Witaj na pokładzie – takimi słowami dyrektor sportowy Górnika Łęczna Artur Kapelko przywitał we wtorek Piotra Bronowickiego w ekipie "zielono-czarnych”.
– Wracam na stare śmieci z jednym postanowieniem, wywalczenia awansu do ekstraklasy. Uważam, że w Łęcznej jest bardzo dobra drużyna, trener, no i oczywiście obiekty. Myślę, że Górnik zasługuje, aby grać na najwyższym szczeblu. Teraz wszystko w naszych nogach, musimy sprostać oczekiwaniom i postarać się o awans.
Nie interesuje mnie, na jakiej pozycji będę grał. Mogę występować zarówno na prawej stronie obrony, jak i w środku pomocy. Wszystko zależy jednak od trenera Stawowego. Dlaczego nie powiodło mi się w Gliwicach? Nie uważam, żeby całkowicie mi się tam nie udało. Zagrałem w kilku meczach, ale w Piaście nie było po prostu odpowiedniego klimatu dla mnie – tłumaczy młodszy z braci Bronowickich.
Okazuje się jednak, że pozyskanie Piotra, a także jego brata Grzegorza, to nie koniec transferów Górnika. – Rozglądamy się jeszcze za nowymi graczami. Teraz przydałby się ktoś do formacji ofensywnych. W grę wchodzi napastnik, a także kreatywny środkowy pomocnik.
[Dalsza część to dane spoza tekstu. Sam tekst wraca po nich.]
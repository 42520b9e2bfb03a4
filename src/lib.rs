pub mod commands;
pub mod core;
pub mod providers;
pub mod retriever;

use std::process::ExitCode;

use clap::Parser;
use tracing_subscriber::EnvFilter;

use crate::{
    commands::query::{handle_query, QueryArgs},
    core::config::CatalogConfig,
    providers::catalog::CatalogClient,
    retriever::pipeline::Pipeline,
};

fn log_filter_from_env() -> EnvFilter {
    let level = std::env::var("POKEDEX_LOG").unwrap_or_else(|_| "warn".to_string());
    EnvFilter::try_new(level.to_ascii_lowercase()).unwrap_or_else(|_| EnvFilter::new("warn"))
}

fn init_logging() {
    tracing_subscriber::fmt()
        .with_env_filter(log_filter_from_env())
        .with_writer(std::io::stderr)
        .with_target(false)
        .init();
}

pub fn run() -> ExitCode {
    init_logging();
    let args = QueryArgs::parse();

    let config = match CatalogConfig::from_env() {
        Ok(config) => config,
        Err(err) => {
            eprintln!("ERROR: {err}");
            return ExitCode::FAILURE;
        }
    };
    let pipeline = Pipeline::new(CatalogClient::new(config));

    let runtime = match tokio::runtime::Builder::new_multi_thread()
        .enable_all()
        .build()
    {
        Ok(runtime) => runtime,
        Err(err) => {
            eprintln!("ERROR: failed to start async runtime: {err}");
            return ExitCode::FAILURE;
        }
    };

    let mut stdout = std::io::stdout().lock();
    match runtime.block_on(handle_query(&pipeline, &args, &mut stdout)) {
        Ok(_) => ExitCode::SUCCESS,
        Err(err) => {
            eprintln!("ERROR: {err}");
            ExitCode::FAILURE
        }
    }
}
Nie wykluczamy też, że może dołączyć do nas obcokrajowiec. Zobaczymy, jak potoczą się rozmowy z piłkarzami – mówi dyrektor Kapelko.
Nowy nabytek Górnika od kilku dni trenował pod okiem trenera Tadeusza Łapy w rezerwach Górnika. Zawodnicy pierwszej drużyny przebywają jeszcze na obozie w Austrii, który w środę dobiegnie końca.